"Quando precisarem de uma explicação concisa para o fenómeno Trump, ponham os olhos em Steve Kerr, treinador dos estratosféricos Golden State Warriors. Duas vezes vencedor da NBA com a equipa de Oakland e mais outras cinco como jogador, ao lado de Jordan nos Bulls e de David Robinson nos Spurs.
Como muitos outros na NBA, Kerr tem sido uma voz lúcida perante a demência egocêntrica que varre a política norte-americana. Logo na ressaca da eleição de Trump, o treinador recordava, "o principal desapontamento com estas eleições foi o nível do discurso. Deve existir algum decoro, respeito e dignidade associados à eleição de presidente. E foi como se tudo tivesse sido deitado janela fora. Talvez devêssemos ter visto isto a chegar ao longo dos últimos dez anos – quando se olha para a sociedade, quando se olha para o que é popular. As pessoas recebem milhões de dólares para irem para a TV gritarem umas com as outras, seja no desporto, na política ou no entretenimento. Parece-me que era apenas uma questão de tempo até contaminar a política".
Devíamos ter visto este fenómeno a chegar. Até porque, como nos revelam exemplos próximos, até nas mais improváveis geografias, as revoluções culturais têm sempre mais adeptos do que antecipamos.
Precisamos, por isso, como de pão para a boca, de quem lidere pelo exemplo. E quando se olha para o futebol em Portugal o panorama é confrangedor. O que me devolve a Steve Kerr.
Na semana passada, na sequência da sua 250ª vitória como treinador na NBA, numa partida contra os Phoenix Suns, Kerr não treinou a equipa. Não foi nenhuma greve de zelo. Pelo contrário. Sentou-se no banco, só que a equipa foi treinada pelos jogadores: substituições, preleções nos time-outs, orientações tácticas e até, soube-se depois, scouting do adversário, tudo coube aos atletas. Foi surpreendente ver o coração da equipa, Draymond Green, que estava lesionado, de fato e gravata, desconfortável com a prancheta na mão, mas convicto a dar instruções nos time-outs, ou Steph Curry a intercalar triplos do meio da rua com indicações sobre trocas defensivas.

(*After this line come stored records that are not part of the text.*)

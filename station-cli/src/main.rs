#![deny(missing_docs)]
//! A command-line interface for number-station one-time-pad operations.

use chrono::Utc;
use clap::{ArgGroup, Parser, Subcommand};
use log::{error, info};
use station_core::error::PadError;
use station_core::store::PadStore;
use station_core::{crypto, examine, locator, pad_generator};
use std::fs;
use std::num::{NonZeroU32, NonZeroUsize};
use std::path::PathBuf;
use std::process;

#[derive(Parser)]
#[command(author, version, about, long_about = None)]
#[command(
    after_help = "EXAMPLES:\n  \n# Generate a pad store of 10 entries for agent NATASHA\nstation-cli --pads ./pads generate --scope NATASHA --count 10 --length 250\n\n# Find the oldest usable pad for NATASHA\nstation-cli --pads ./pads locate --scope NATASHA\n\n# Encrypt with automatic pad selection\nstation-cli --pads ./pads encrypt --scope NATASHA --message \"RV at dawn\"\n\n# Decrypt a received transmission\nstation-cli --pads ./pads decrypt --pad ./pads/NATASHA/NATASHA-2026-08-24.json --index 0 --message \"8f3a1 09c2e 7\"\n\n# Inventory of remaining key material\nstation-cli --pads ./pads examine --scope NATASHA"
)]
struct Cli {
    /// Root directory holding pad store files (scoped pads live in subdirectories).
    #[arg(long, global = true, default_value = "pads")]
    pads: PathBuf,

    #[command(subcommand)]
    command: Commands,
}

#[derive(Subcommand)]
enum Commands {
    /// Generate a new pad store file
    Generate {
        /// Recipient scope (e.g. an agent name); pads land in a subdirectory of that name
        #[arg(short, long)]
        scope: Option<String>,

        /// Number of pad entries in the store
        #[arg(short, long, default_value = "5")]
        count: NonZeroU32,

        /// Key length per entry in bytes (rounded up to a multiple of 5)
        #[arg(short, long, default_value = "250")]
        length: NonZeroUsize,
    },
    /// Locate the oldest pad entry eligible for encryption
    Locate {
        /// Recipient scope to search; omit to search the pad root
        #[arg(short, long)]
        scope: Option<String>,

        /// Only consider entries whose key holds at least this many bytes
        #[arg(long, value_name = "BYTES")]
        min_length: Option<usize>,

        /// Consider consumed entries too (audit use; never encrypt with one)
        #[arg(long)]
        include_consumed: bool,
    },
    /// Encrypt a message, consuming one pad entry
    #[command(group(ArgGroup::new("source").required(true)))]
    Encrypt {
        /// Message text to encrypt
        #[arg(short, long, group = "source")]
        message: Option<String>,

        /// Read the message from a file instead
        #[arg(short, long, group = "source", value_name = "FILE")]
        input: Option<PathBuf>,

        /// Use this specific pad store file (requires --index)
        #[arg(long, requires = "index", value_name = "FILE")]
        pad: Option<PathBuf>,

        /// Entry index within the pad store given by --pad
        #[arg(long, requires = "pad")]
        index: Option<u32>,

        /// Recipient scope for automatic pad selection (ignored with --pad)
        #[arg(short, long, conflicts_with = "pad")]
        scope: Option<String>,
    },
    /// Decrypt a grouped-hex transmission
    #[command(group(ArgGroup::new("source").required(true)))]
    Decrypt {
        /// Ciphertext hex (whitespace between groups is ignored)
        #[arg(short, long, group = "source")]
        message: Option<String>,

        /// Read the ciphertext hex from a file instead
        #[arg(short, long, group = "source", value_name = "FILE")]
        input: Option<PathBuf>,

        /// The pad store file the sender drew from
        #[arg(long, value_name = "FILE")]
        pad: PathBuf,

        /// Entry index within the pad store
        #[arg(long)]
        index: u32,
    },
    /// Summarize pad store files and remaining key material
    Examine {
        /// Recipient scope to inventory; omit for the pad root
        #[arg(short, long)]
        scope: Option<String>,
    },
}

fn main() {
    env_logger::init();
    let cli = Cli::parse();
    if let Err(e) = run(&cli) {
        error!("{e}");
        process::exit(1);
    }
}

fn run(cli: &Cli) -> Result<(), PadError> {
    match &cli.command {
        Commands::Generate {
            scope,
            count,
            length,
        } => {
            let (store, path) =
                pad_generator::generate(&cli.pads, scope.as_deref(), *count, *length, Utc::now())?;
            info!(
                "created pad store {} with {} entries",
                store.id(),
                store.len()
            );
            println!("{}", path.display());
        }
        Commands::Locate {
            scope,
            min_length,
            include_consumed,
        } => {
            let found =
                locator::find(&cli.pads, scope.as_deref(), *min_length, !*include_consumed)?;
            println!("Pad file:    {}", found.store_path.display());
            println!("Entry index: {}", found.entry_index);
            println!("Store id:    {}", found.store_id);
        }
        Commands::Encrypt {
            message,
            input,
            pad,
            index,
            scope,
        } => {
            let plaintext = read_message_bytes(message.as_ref(), input.as_ref())?;
            let (store_path, entry_index) = match (pad, index) {
                (Some(path), Some(i)) => (path.clone(), *i),
                _ => {
                    let found = locator::find(
                        &cli.pads,
                        scope.as_deref(),
                        Some(plaintext.len()),
                        true,
                    )?;
                    info!(
                        "automatically selected pad store {} entry {} at {}",
                        found.store_id,
                        found.entry_index,
                        found.store_path.display()
                    );
                    (found.store_path, found.entry_index)
                }
            };
            let mut store = PadStore::load(&store_path)?;
            let ciphertext =
                crypto::encrypt(&mut store, &store_path, entry_index, &plaintext, Utc::now())?;
            info!(
                "encrypted {} bytes with pad store {} entry {entry_index}",
                plaintext.len(),
                store.id()
            );
            println!("{ciphertext}");
        }
        Commands::Decrypt {
            message,
            input,
            pad,
            index,
        } => {
            let ciphertext = read_message_text(message.as_ref(), input.as_ref())?;
            let store = PadStore::load(pad)?;
            let plaintext = crypto::decrypt(&store, *index, &ciphertext)?;
            println!("{}", String::from_utf8_lossy(&plaintext));
        }
        Commands::Examine { scope } => {
            let summaries = examine::examine(&cli.pads, scope.as_deref())?;
            if summaries.is_empty() {
                println!("No pad files found in '{}'", cli.pads.display());
                return Ok(());
            }
            println!(
                "{:<36} {:<16} {:>7} {:>10} {:>9}",
                "File", "Store ID", "Entries", "Available", "Max bytes"
            );
            println!("{:-<82}", "");
            for summary in summaries {
                if let Some(problem) = summary.error {
                    println!("{:<36} unreadable: {problem}", summary.file_name);
                } else {
                    println!(
                        "{:<36} {:<16} {:>7} {:>10} {:>9}",
                        summary.file_name,
                        summary.store_id.unwrap_or_default(),
                        summary.total_entries,
                        summary.unconsumed_entries,
                        summary.max_message_len
                    );
                }
            }
        }
    }
    Ok(())
}

fn read_message_bytes(
    message: Option<&String>,
    input: Option<&PathBuf>,
) -> Result<Vec<u8>, PadError> {
    match (message, input) {
        (Some(text), _) => Ok(text.clone().into_bytes()),
        (None, Some(path)) => fs::read(path).map_err(|source| PadError::Persistence {
            path: path.clone(),
            source,
        }),
        (None, None) => unreachable!("clap enforces a message source"),
    }
}

fn read_message_text(
    message: Option<&String>,
    input: Option<&PathBuf>,
) -> Result<String, PadError> {
    match (message, input) {
        (Some(text), _) => Ok(text.clone()),
        (None, Some(path)) => fs::read_to_string(path).map_err(|source| PadError::Persistence {
            path: path.clone(),
            source,
        }),
        (None, None) => unreachable!("clap enforces a message source"),
    }
}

Houve entre os jogadores adversários quem visse na decisão uma falta de respeito. Nada disso. Trata-se, antes, de uma demonstração de que a liderança pode ser participada e envolver todos, sem hierarquias rígidas, nem cultos de personalidade. E de que numa equipa bem treinada, com princípios de jogo enraizados, até o "Manel pode treinar".
Eu que já torcia pelo basket entusiasmante dos Warriors, desejo, agora, ainda mais a sua vitória este ano. Da mesma forma que celebro, com nostalgia, os sucessos da Democracia Corinthiana de Sócrates. É uma forma de ter esperança de que algo mude no futebol português e não se consolide a ideia de que, para vencer, é preciso ultrapassar várias linhas vermelhas: legais, éticas ou apenas verbais."